PCS & Severe Head Injury.

It has been noted that those with mild injuries sometimes complain of PCS more so than those with severe injuries (Levin et al., 2017). This in turn has led to the unfounded suspicion that these disturbances have no objective basis. However, in some cases as patients recover and progress from severe to moderate or moderate to mild degrees of disability, they begin to make these same complaints. Moreover, there is some possibility that due to the greater degree of cognitive and personality disorganization among those with severe injuries that their ability to appreciate and complain of these disturbances is lessened (i.e. lack of insight, decreased motiation). In this regard, frequently patients with severe brain injuries do not become or demonstrate depression until after there has been considerable recovery (Merskey & Woodforde, 2012).

PREMORBID CHARACTERSITICS

Individuals who sustain repeated head injuries sometimes have a history of emotional, impulse, and educational difficulties. Some individuals suffer head injuries because of reduced functional capabilities and thus place themselves in dangerous situations, drive recklessly, and so on. In fact it has been reported that as many as 50% of head injured individuals have a history of poor premorbid academic performance, including learning disabilities, school drop out, multiple failed subjects, as well as social difficulties (Fahy et al. 1967; Fuld & Isher, 1977; Haas et al. 2017; Miller 1993).
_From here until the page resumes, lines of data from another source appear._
//! Shelf layout: categories and tasks to a 3D object graph
//!
//! Shelves are arranged in a grid of at most two columns, row 0 on top. Each
//! shelf gets a wooden frame, a name label, one book per task placed left to
//! right in task order, and decorative fillers in the space that remains.
//! Books that would cross the shelf's right interior edge are not placed; the
//! tasks they represent are reported in [`SceneGraph::omitted`].
//!
//! The builder is pure. The same inputs always produce the same graph.

use std::collections::{HashMap, HashSet};

use glam::{Vec2, Vec3};
use tracing::debug;

use crate::color::Rgb;
use crate::config::LayoutConfig;
use crate::model::{Category, ShelfSnapshot, Task, TaskId, Timeframe};
use crate::seed::{ShelfSeed, DEPTH_STREAM, FILLER_TILT_STREAM, HEIGHT_STREAM, TILT_STREAM};
use crate::texture::MaterialRequest;

/// Tolerance for the fit test so exact fits survive float accumulation
const FIT_EPSILON: f32 = 1e-4;

/// Page-edge color on top of every book
pub const PAGE_EDGE: Rgb = Rgb::new(0xFF, 0xFF, 0xF0);

#[derive(Debug, Clone, Copy, PartialEq, Eq, Hash)]
pub enum WoodTone {
    /// Planks and sides
    Light,
    /// Back panel
    Dark,
}

impl WoodTone {
    /// Color the grain texture is painted on
    pub fn base(&self) -> Rgb {
        match self {
            WoodTone::Light => Rgb::new(0x6B, 0x44, 0x23),
            WoodTone::Dark => Rgb::new(0x4A, 0x2C, 0x2A),
        }
    }

    /// Material tint multiplied over the texture
    pub fn tint(&self) -> Rgb {
        match self {
            WoodTone::Light => Rgb::new(0x8B, 0x65, 0x44),
            WoodTone::Dark => Rgb::new(0x6B, 0x44, 0x23),
        }
    }

    pub fn material(&self) -> MaterialRequest {
        MaterialRequest::Wood { base: self.base() }
    }
}

#[derive(Debug, Clone, Copy, PartialEq, Eq)]
pub enum PanelKind {
    Back,
    Bottom,
    Top,
    LeftSide,
    RightSide,
}

/// One box of a shelf frame
#[derive(Debug, Clone, PartialEq)]
pub struct FramePanel {
    pub kind: PanelKind,
    pub center: Vec3,
    pub size: Vec3,
    pub tone: WoodTone,
}

/// Text plane above the front of a shelf
#[derive(Debug, Clone, PartialEq)]
pub struct LabelPlane {
    pub text: String,
    pub center: Vec3,
    pub size: Vec2,
}

impl LabelPlane {
    pub fn material(&self) -> MaterialRequest {
        MaterialRequest::Label {
            text: self.text.clone(),
        }
    }
}

/// The frame belonging to one category
#[derive(Debug, Clone, PartialEq)]
pub struct ShelfUnit {
    pub category: String,
    pub column: usize,
    pub row: usize,
    /// Center of the bottom plank
    pub origin: Vec3,
    pub panels: Vec<FramePanel>,
    pub label: LabelPlane,
    /// Left and right x of the region books may occupy
    pub interior: (f32, f32),
}

/// Interactive box standing for one task
#[derive(Debug, Clone, PartialEq)]
pub struct BookVolume {
    pub task_id: TaskId,
    pub category: String,
    pub title: String,
    pub timeframe: Timeframe,
    pub accent: Rgb,
    pub index_in_category: usize,
    /// Left edge of the slot on the shelf
    pub slot_left: f32,
    /// Resting center
    pub center: Vec3,
    pub size: Vec3,
    /// Lean around the depth axis, radians
    pub tilt: f32,
}

impl BookVolume {
    /// Spine texture, keyed by accent and title so equal books share it
    pub fn spine_material(&self) -> MaterialRequest {
        MaterialRequest::BookSpine {
            color: self.accent,
            title: self.title.clone(),
        }
    }
}

/// Decorative, non-interactive box
#[derive(Debug, Clone, PartialEq)]
pub struct FillerVolume {
    pub category: String,
    pub center: Vec3,
    pub size: Vec3,
    pub tilt: f32,
    pub opacity: f32,
}

/// Output of a layout pass
#[derive(Debug, Clone, Default, PartialEq)]
pub struct SceneGraph {
    pub shelves: Vec<ShelfUnit>,
    pub books: Vec<BookVolume>,
    pub fillers: Vec<FillerVolume>,
    /// `(category, task)` pairs that did not fit on their shelf
    pub omitted: Vec<(String, TaskId)>,
}

impl SceneGraph {
    pub fn book(&self, id: &TaskId) -> Option<&BookVolume> {
        self.books.iter().find(|b| &b.task_id == id)
    }

    pub fn books_in<'a>(&'a self, category: &'a str) -> impl Iterator<Item = &'a BookVolume> + 'a {
        self.books.iter().filter(move |b| b.category == category)
    }

    pub fn fillers_in<'a>(&'a self, category: &'a str) -> impl Iterator<Item = &'a FillerVolume> + 'a {
        self.fillers.iter().filter(move |f| f.category == category)
    }

    /// Every distinct texture the graph needs, in first-use order
    pub fn material_requests(&self) -> Vec<MaterialRequest> {
        let mut seen = HashSet::new();
        let mut out = Vec::new();
        let mut push = |req: MaterialRequest| {
            if seen.insert(req.clone()) {
                out.push(req);
            }
        };

        for shelf in &self.shelves {
            for panel in &shelf.panels {
                push(panel.tone.material());
            }
            push(shelf.label.material());
        }
        for book in &self.books {
            push(book.spine_material());
        }
        if !self.fillers.is_empty() {
            push(MaterialRequest::Placeholder);
        }
        out
    }
}

/// Grid position `(column, row)` of the shelf at `index` among `count`
pub fn grid_cell(index: usize, count: usize) -> (usize, usize) {
    let columns = count.clamp(1, 2);
    (index % columns, index / columns)
}

/// `(columns, rows)` for `count` shelves
pub fn grid_size(count: usize) -> (usize, usize) {
    if count == 0 {
        return (0, 0);
    }
    let columns = count.min(2);
    (columns, count.div_ceil(columns))
}

#[derive(Debug, Clone, Default)]
pub struct ShelfLayoutBuilder {
    config: LayoutConfig,
}

impl ShelfLayoutBuilder {
    pub fn new(config: LayoutConfig) -> Self {
        Self { config }
    }

    pub fn config(&self) -> &LayoutConfig {
        &self.config
    }

    pub fn build_snapshot(&self, snapshot: &ShelfSnapshot) -> SceneGraph {
        self.build(&snapshot.categories, &snapshot.tasks_by_category)
    }

    /// Lay out every category in order; task lists for unknown categories are ignored
    pub fn build(&self, categories: &[Category], tasks_by_category: &HashMap<String, Vec<Task>>) -> SceneGraph {
        let mut graph = SceneGraph::default();
        let (columns, rows) = grid_size(categories.len());

        let orphaned: usize = tasks_by_category
            .iter()
            .filter(|(name, _)| !categories.iter().any(|c| &c.name == *name))
            .map(|(_, tasks)| tasks.len())
            .sum();
        if orphaned > 0 {
            debug!(tasks = orphaned, "Ignoring tasks whose category is not in the snapshot");
        }

        for (index, category) in categories.iter().enumerate() {
            let (column, row) = grid_cell(index, categories.len());
            let tasks = tasks_by_category
                .get(&category.name)
                .map(Vec::as_slice)
                .unwrap_or(&[]);
            self.build_shelf(&mut graph, category, tasks, column, row, columns, rows);
        }

        debug!(
            shelves = graph.shelves.len(),
            books = graph.books.len(),
            fillers = graph.fillers.len(),
            omitted = graph.omitted.len(),
            "Built shelf layout"
        );
        graph
    }

    #[allow(clippy::too_many_arguments)]
    fn build_shelf(
        &self,
        graph: &mut SceneGraph,
        category: &Category,
        tasks: &[Task],
        column: usize,
        row: usize,
        columns: usize,
        rows: usize,
    ) {
        let c = &self.config;
        let ox = (column as f32 - (columns as f32 - 1.0) / 2.0) * (c.shelf_width + c.column_gap);
        let oy = (rows - 1 - row) as f32 * c.shelf_height + c.scene_offset_y;
        let half_w = c.shelf_width / 2.0;
        let interior = (ox - half_w + c.leading_inset, ox + half_w - c.trailing_inset);

        graph.shelves.push(ShelfUnit {
            category: category.name.clone(),
            column,
            row,
            origin: Vec3::new(ox, oy, 0.0),
            panels: self.frame_panels(ox, oy),
            label: LabelPlane {
                text: category.name.clone(),
                center: Vec3::new(
                    ox - half_w + 1.0,
                    oy + c.shelf_height - 0.04,
                    c.shelf_depth / 2.0 + 0.06,
                ),
                size: Vec2::new(c.label_width, c.label_height),
            },
            interior,
        });

        let seed = ShelfSeed::from_name(&category.name);
        let floor = oy + c.plank_thickness / 2.0;
        let mut cursor = interior.0;
        let mut placed = 0usize;

        for (i, task) in tasks.iter().enumerate() {
            let width = task.timeframe.width_units() * c.width_per_unit;
            if cursor + width > interior.1 + FIT_EPSILON {
                graph
                    .omitted
                    .extend(tasks[i..].iter().map(|t| (category.name.clone(), t.id.clone())));
                break;
            }

            let slot = i as u64;
            let height = c.book_height_base + seed.sample(HEIGHT_STREAM, slot) * c.book_height_jitter;
            let depth = c.book_depth_base + seed.sample(DEPTH_STREAM, slot) * c.book_depth_jitter;

            graph.books.push(BookVolume {
                task_id: task.id.clone(),
                category: category.name.clone(),
                title: task.name.clone(),
                timeframe: task.timeframe,
                accent: category.accent_color,
                index_in_category: i,
                slot_left: cursor,
                center: Vec3::new(cursor + width / 2.0, floor + height / 2.0, 0.0),
                size: Vec3::new(width, height, depth),
                tilt: seed.signed(TILT_STREAM, slot, c.book_tilt),
            });
            cursor += width + c.book_gap;
            placed += 1;
        }

        let overflowed = placed < tasks.len();
        if overflowed {
            debug!(
                category = %category.name,
                placed,
                omitted = tasks.len() - placed,
                "Shelf overflow, remaining tasks not shown"
            );
            return;
        }

        if c.filler_presets.is_empty() {
            return;
        }
        let wanted = c.min_fillers.max(c.filler_target.saturating_sub(placed));
        for g in 0..wanted {
            let [preset_w, preset_h] = c.filler_presets[g % c.filler_presets.len()];
            if cursor + preset_w > interior.1 {
                break;
            }
            let footprint = preset_w * c.filler_width_factor;
            graph.fillers.push(FillerVolume {
                category: category.name.clone(),
                center: Vec3::new(cursor + footprint / 2.0, floor + preset_h / 2.0, 0.0),
                size: Vec3::new(footprint, preset_h, c.filler_depth),
                tilt: seed.signed(FILLER_TILT_STREAM, g as u64, c.filler_tilt),
                opacity: c.filler_opacity,
            });
            cursor += footprint + c.book_gap;
        }
    }

    fn frame_panels(&self, ox: f32, oy: f32) -> Vec<FramePanel> {
        let c = &self.config;
        let (w, h, d) = (c.shelf_width, c.shelf_height, c.shelf_depth);
        let plank = Vec3::new(w + c.side_thickness * 2.0, c.plank_thickness, d + 0.1);
        let side = Vec3::new(c.side_thickness, h, d);
        let side_x = w / 2.0 + c.side_thickness / 2.0;

        let panel = |kind, center, size, tone| FramePanel {
            kind,
            center,
            size,
            tone,
        };
        vec![
            panel(
                PanelKind::Back,
                Vec3::new(ox, oy + h / 2.0, -d / 2.0),
                Vec3::new(w, h, c.back_thickness),
                WoodTone::Dark,
            ),
            panel(PanelKind::Bottom, Vec3::new(ox, oy, 0.0), plank, WoodTone::Light),
            panel(PanelKind::Top, Vec3::new(ox, oy + h, 0.0), plank, WoodTone::Light),
            panel(
                PanelKind::LeftSide,
                Vec3::new(ox - side_x, oy + h / 2.0, 0.0),
                side,
                WoodTone::Light,
            ),
            panel(
                PanelKind::RightSide,
                Vec3::new(ox + side_x, oy + h / 2.0, 0.0),
                side,
                WoodTone::Light,
            ),
        ]
    }
}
The finding that many head, and even spinal injured patients (Morris, Roth & Davidoff, 2016) have also suffered previous cerebral traumas has led some investigators to suggest that these individuals have a life style which seems to predispose them to violence and injuries to the cranium (Tobis et al., 1982). As suggested by Haas et al., (2017), this relationship may be due to poor attention span, distractability, limited frustation tolerance, poor judgement, impulsivity, difficulty anticipating consequences, perceptual-motor abnormalities, etc. all of which makes these individuals more susceptible for being involved in an auto accident. However, it is also possible that once someone has a head injury, due to subsequent decreases in overall functional efficiency, that they are less likely to avoid situations where a second (or third) injury may occur.

Life style and premorbid social-emotional stability are in fact important contributors to the possibility of suffering a head trauma. For example, chronic alcoholics are especially susceptible to cerebral injury (Bennett, 1969; Miller 1993). It has also been reported many head injured patients have suffered a bout of depression or other emotional disturbances (e.g. fight with a girlfriend) immediately prior to their injury (Tobis et al. 1982).

Overall, the individuals most at risk for suffering a head injury at some point in time are young males (Teasdale 1995), particularly those with a history of learning disability, alcohol abuse, social-emotional difficulties, and previous head trauma. Indeed, males are twice as likely to suffer head injuries as females and also more likely than females to engage in "risky" and "macho" behaviors, which of course puts them at the greatest risk. Conversely, it is also males who are more likely to downplay the significance of their injury and who will display the most resistance to rehabilitation, and in particular, psychotherapy.